▸ **Your instructions**
Exactly as written, restate the material below from its first line through the line containing "Hash, PartialOrd, Ord)]", and stop there.

▸ **Data provided**
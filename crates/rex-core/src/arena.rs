//! Slot arena with generation-checked handles.
//!
//! Facts and tokens are created and destroyed constantly while the network runs,
//! and other structures refer to them by handle. A slot is reused after removal,
//! but its generation is bumped, so a handle kept past removal resolves to
//! `None` instead of aliasing whatever now lives in the slot.

/// Raw handle into an [`Arena`]
#[derive(Debug, Clone, Copy, PartialEq, Eq, Hash, PartialOrd, Ord)]
pub(crate) struct RawId {
    index: u32,
    generation: u32,
}

impl RawId {
    pub(crate) fn index(self) -> usize {
        self.index as usize
    }

    pub(crate) fn generation(self) -> u32 {
        self.generation
    }
}

#[derive(Debug, Clone)]
struct Slot<T> {
    generation: u32,
    value: Option<T>,
}

#[derive(Debug, Clone)]
pub(crate) struct Arena<T> {
    slots: Vec<Slot<T>>,
    free: Vec<u32>,
    len: usize,
}

impl<T> Default for Arena<T> {
    fn default() -> Self {
        Self::new()
    }
}

impl<T> Arena<T> {
    pub(crate) fn new() -> Self {
        Self { slots: Vec::new(), free: Vec::new(), len: 0 }
    }

    pub(crate) fn insert(&mut self, value: T) -> RawId {
        self.len += 1;
        if let Some(index) = self.free.pop() {
            let slot = &mut self.slots[index as usize];
            slot.value = Some(value);
            return RawId { index, generation: slot.generation };
        }
        let index = self.slots.len() as u32;
        self.slots.push(Slot { generation: 0, value: Some(value) });
        RawId { index, generation: 0 }
    }

    pub(crate) fn get(&self, id: RawId) -> Option<&T> {
        self.slots
            .get(id.index())
            .filter(|slot| slot.generation == id.generation)
            .and_then(|slot| slot.value.as_ref())
    }

    pub(crate) fn get_mut(&mut self, id: RawId) -> Option<&mut T> {
        self.slots
            .get_mut(id.index())
            .filter(|slot| slot.generation == id.generation)
            .and_then(|slot| slot.value.as_mut())
    }

    pub(crate) fn contains(&self, id: RawId) -> bool {
        self.get(id).is_some()
    }

    pub(crate) fn remove(&mut self, id: RawId) -> Option<T> {
        let slot = self.slots.get_mut(id.index())?;
        if slot.generation != id.generation {
            return None;
        }
        let value = slot.value.take()?;
        slot.generation = slot.generation.wrapping_add(1);
        self.free.push(id.index);
        self.len -= 1;
        Some(value)
    }

    pub(crate) fn len(&self) -> usize {
        self.len
    }
}

#[cfg(test)]
mod tests {
    use super::*;

    #[test]
    fn test_insert_and_get() {
        let mut arena = Arena::new();
        let a = arena.insert("a");
        let b = arena.insert("b");
        assert_eq!(arena.get(a), Some(&"a"));
        assert_eq!(arena.get(b), Some(&"b"));
        assert_eq!(arena.len(), 2);
    }

    #[test]
    fn test_stale_handle_does_not_alias_reused_slot() {
        let mut arena = Arena::new();
        let a = arena.insert(1);
        assert_eq!(arena.remove(a), Some(1));
        let b = arena.insert(2);

        assert_eq!(a.index(), b.index(), "slot should be reused");
        assert_ne!(a.generation(), b.generation());
        assert!(!arena.contains(a));
        assert_eq!(arena.get(b), Some(&2));
        assert_eq!(arena.remove(a), None);
        assert_eq!(arena.len(), 1);
    }
}
/// Network-wide counters and sizes
#[derive(Debug, Clone, Default, PartialEq, Eq, Serialize)]
pub struct NetworkStats {
    pub facts: usize,
    pub tokens: usize,
    pub beta_nodes: usize,
    pub alpha_memories: usize,
    pub constant_test_nodes: usize,
    pub productions: usize,
    pub right_activations: u64,
    pub left_activations: u64,
    pub tokens_created: u64,
    pub tokens_deleted: u64,
}

pub struct Network {
    pub(crate) config: ReteConfig,
    pub(crate) alpha: AlphaNetwork,
    pub(crate) beta: BetaNetwork,
    pub(crate) facts: FactStore,
    pub(crate) tokens: Arena<Token>,
    pub(crate) root_token: TokenId,
    pub(crate) productions: Vec<CompiledProduction>,
    pub(crate) filters: HashMap<String, FilterPredicate>,
    pub(crate) objects: SharedObjects,
    pub(crate) halted: bool,
    tokens_created: u64,
    tokens_deleted: u64,
}

impl fmt::Debug for Network {
    fn fmt(&self, f: &mut fmt::Formatter<'_>) -> fmt::Result {
        f.debug_struct("Network")
            .field("config", &self.config)
            .field("stats", &self.stats())
            .field("filters", &self.filters.keys().collect::<Vec<_>>())
            .field("objects", &self.objects)
            .field("halted", &self.halted)
            .finish()
    }
}

impl Default for Network {
    fn default() -> Self {
        Self::new()
    }
}
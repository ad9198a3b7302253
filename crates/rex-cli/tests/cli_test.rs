//! Drives the built `rex` binary end to end.

use std::path::PathBuf;
use std::process::Command;

fn fixture(name: &str) -> PathBuf {
    PathBuf::from(env!("CARGO_MANIFEST_DIR")).join("tests/fixtures").join(name)
}

fn rex() -> Command {
    let mut command = Command::new(env!("CARGO_BIN_EXE_rex"));
    command.env_remove("RUST_LOG").env("REX_CONFIG_PATH", fixture("absent.toml"));
    command
}

#[test]
fn test_run_prints_json_summary() {
    let output = rex()
        .args(["run", "--format", "json", "--facts"])
        .arg(fixture("blocks_facts.json"))
        .arg(fixture("blocks.json"))
        .output()
        .unwrap();
    assert!(output.status.success(), "{}", String::from_utf8_lossy(&output.stderr));

    let stdout = String::from_utf8(output.stdout).unwrap();
    // `log` handler lines precede the summary object
    let json_start = stdout.find('{').unwrap();
    let summary: serde_json::Value = serde_json::from_str(&stdout[json_start..]).unwrap();
    assert_eq!(summary["fired"], 2);
    assert_eq!(summary["fire_counts"]["clear-box"], 1);
    assert!(stdout.starts_with("clear-box [(Block b1 kind box)]"));
}

#[test]
fn test_check_rejects_malformed_rules() {
    let dir = std::env::temp_dir().join(format!("rex-cli-test-{}", std::process::id()));
    std::fs::create_dir_all(&dir).unwrap();
    let rules = dir.join("bad.json");
    std::fs::write(&rules, r#"{"productions": [{"lhs": [{"tag": "or"}], "rhs": {}}]}"#).unwrap();

    let output = rex().arg("check").arg(&rules).output().unwrap();
    assert!(!output.status.success());
    assert!(String::from_utf8_lossy(&output.stderr).contains("unknown condition tag"));
    std::fs::remove_dir_all(&dir).unwrap();
}

#[test]
fn test_unknown_environment_override_is_ignored() {
    let output = rex()
        .env("REX_MISSING_FILTER", "bogus")
        .args(["check", "--format", "json"])
        .arg(fixture("discount.json"))
        .output()
        .unwrap();
    assert!(output.status.success());
    let stats: serde_json::Value = serde_json::from_slice(&output.stdout).unwrap();
    assert_eq!(stats["productions"], 1);
}
//! Structured rule definitions consumed by the network builder.
//!
//! Rule text is parsed elsewhere; the core only sees these trees. A field of a
//! pattern is either a constant that the alpha network tests, or a variable
//! that the beta network binds and joins on.

use crate::types::{FIELD_COUNT, FIELD_NAMES, Fact};
use serde::{Deserialize, Serialize};
use std::fmt;

/// Prefix that marks a pattern field as a variable unless configured otherwise
pub const DEFAULT_VARIABLE_PREFIX: &str = "$";

/// One field of a pattern
#[derive(Debug, Clone, PartialEq, Eq, Hash, Serialize, Deserialize)]
pub enum Term {
    Const(String),
    Var(String),
}

impl Term {
    /// Classify raw rule text as a constant or a variable
    pub fn classify(raw: &str, variable_prefix: &str) -> Self {
        if !variable_prefix.is_empty() && raw.starts_with(variable_prefix) {
            Term::Var(raw.to_string())
        } else {
            Term::Const(raw.to_string())
        }
    }

    pub fn is_var(&self) -> bool {
        matches!(self, Term::Var(_))
    }

    pub fn as_var(&self) -> Option<&str> {
        match self {
            Term::Var(name) => Some(name),
            Term::Const(_) => None,
        }
    }

    pub fn as_const(&self) -> Option<&str> {
        match self {
            Term::Const(value) => Some(value),
            Term::Var(_) => None,
        }
    }
}

impl fmt::Display for Term {
    fn fmt(&self, f: &mut fmt::Formatter<'_>) -> fmt::Result {
        match self {
            Term::Const(value) | Term::Var(value) => f.write_str(value),
        }
    }
}

/// A four-field fact pattern
#[derive(Debug, Clone, PartialEq, Eq, Hash, Serialize, Deserialize)]
pub struct Pattern {
    terms: [Term; FIELD_COUNT],
}

impl Pattern {
    /// Build a pattern, treating fields with the default `$` prefix as variables
    pub fn new(class: &str, identifier: &str, attribute: &str, value: &str) -> Self {
        Self::with_prefix([class, identifier, attribute, value], DEFAULT_VARIABLE_PREFIX)
    }

    pub fn with_prefix(fields: [&str; FIELD_COUNT], variable_prefix: &str) -> Self {
        Self { terms: fields.map(|raw| Term::classify(raw, variable_prefix)) }
    }

    pub fn from_terms(terms: [Term; FIELD_COUNT]) -> Self {
        Self { terms }
    }

    pub fn terms(&self) -> &[Term; FIELD_COUNT] {
        &self.terms
    }

    /// `(field, literal)` for every constant field, in field order
    pub fn constant_tests(&self) -> impl Iterator<Item = (usize, &str)> + '_ {
        self.terms.iter().enumerate().filter_map(|(field, term)| term.as_const().map(|c| (field, c)))
    }

    /// `(field, variable)` for every variable field, in field order
    pub fn variables(&self) -> impl Iterator<Item = (usize, &str)> + '_ {
        self.terms.iter().enumerate().filter_map(|(field, term)| term.as_var().map(|v| (field, v)))
    }

    /// First field holding the given variable
    pub fn field_of(&self, variable: &str) -> Option<usize> {
        self.terms.iter().position(|term| term.as_var() == Some(variable))
    }

    /// Whether a fact passes every constant test of this pattern
    pub fn matches_constants(&self, fact: &Fact) -> bool {
        self.constant_tests().all(|(field, literal)| fact.field(field) == Some(literal))
    }
}

impl fmt::Display for Pattern {
    fn fmt(&self, f: &mut fmt::Formatter<'_>) -> fmt::Result {
        let [a, b, c, d] = &self.terms;
        write!(f, "({a} {b} {c} {d})")
    }
}

/// One entry of a rule's left-hand side
#[derive(Debug, Clone, PartialEq, Eq, Serialize, Deserialize)]
#[serde(tag = "tag", rename_all = "lowercase")]
pub enum Condition {
    /// Positive fact condition
    Has { pattern: Pattern },
    /// Negated fact condition: holds while no fact matches
    Neg { pattern: Pattern },
    /// Predicate hook evaluated against the bindings seen so far
    Filter { template: String },
    /// Negated conjunction: holds while the nested list has no match
    Ncc { conditions: Vec<Condition> },
}

impl Condition {
    pub fn has(class: &str, identifier: &str, attribute: &str, value: &str) -> Self {
        Condition::Has { pattern: Pattern::new(class, identifier, attribute, value) }
    }

    pub fn neg(class: &str, identifier: &str, attribute: &str, value: &str) -> Self {
        Condition::Neg { pattern: Pattern::new(class, identifier, attribute, value) }
    }

    pub fn filter(template: impl Into<String>) -> Self {
        Condition::Filter { template: template.into() }
    }

    pub fn ncc(conditions: Vec<Condition>) -> Self {
        Condition::Ncc { conditions }
    }

    pub fn tag(&self) -> &'static str {
        match self {
            Condition::Has { .. } => "has",
            Condition::Neg { .. } => "neg",
            Condition::Filter { .. } => "filter",
            Condition::Ncc { .. } => "ncc",
        }
    }
}

impl fmt::Display for Condition {
    fn fmt(&self, f: &mut fmt::Formatter<'_>) -> fmt::Result {
        match self {
            Condition::Has { pattern } => write!(f, "(has {pattern})"),
            Condition::Neg { pattern } => write!(f, "(neg {pattern})"),
            Condition::Filter { template } => write!(f, "(filter {template:?})"),
            Condition::Ncc { conditions } => {
                f.write_str("(ncc")?;
                for condition in conditions {
                    write!(f, " {condition}")?;
                }
                f.write_str(")")
            }
        }
    }
}

/// Right-hand side of a production: a handler template and free-form parameters
#[derive(Debug, Clone, Default, PartialEq, Serialize, Deserialize)]
pub struct Action {
    pub template: String,
    #[serde(default)]
    pub params: serde_json::Map<String, serde_json::Value>,
}

impl Action {
    pub fn new(template: impl Into<String>) -> Self {
        Self { template: template.into(), params: serde_json::Map::new() }
    }

    pub fn with_param(mut self, key: impl Into<String>, value: impl Into<serde_json::Value>) -> Self {
        self.params.insert(key.into(), value.into());
        self
    }
}

/// A rule: named, prioritized conditions plus one action
#[derive(Debug, Clone, PartialEq, Serialize, Deserialize)]
pub struct Production {
    pub name: String,
    #[serde(default)]
    pub priority: i32,
    pub conditions: Vec<Condition>,
    pub action: Action,
}

impl Production {
    pub fn new(name: impl Into<String>, conditions: Vec<Condition>, action: Action) -> Self {
        Self { name: name.into(), priority: 0, conditions, action }
    }

    pub fn with_priority(mut self, priority: i32) -> Self {
        self.priority = priority;
        self
    }
}

/// Human-readable field label, used in diagnostics
pub fn field_name(field: usize) -> &'static str {
    FIELD_NAMES.get(field).copied().unwrap_or("?")
}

▸ **Output for this exercise**
filename crates/rex-core/src/arena.rs
//! Slot arena with generation-checked handles.
//!
//! Facts and tokens are created and destroyed constantly while the network runs,
//! and other structures refer to them by handle. A slot is reused after removal,
//! but its generation is bumped, so a handle kept past removal resolves to
//! `None` instead of aliasing whatever now lives in the slot.

/// Raw handle into an [`Arena`]
#[derive(Debug, Clone, Copy, PartialEq, Eq, Hash, PartialOrd, Ord)]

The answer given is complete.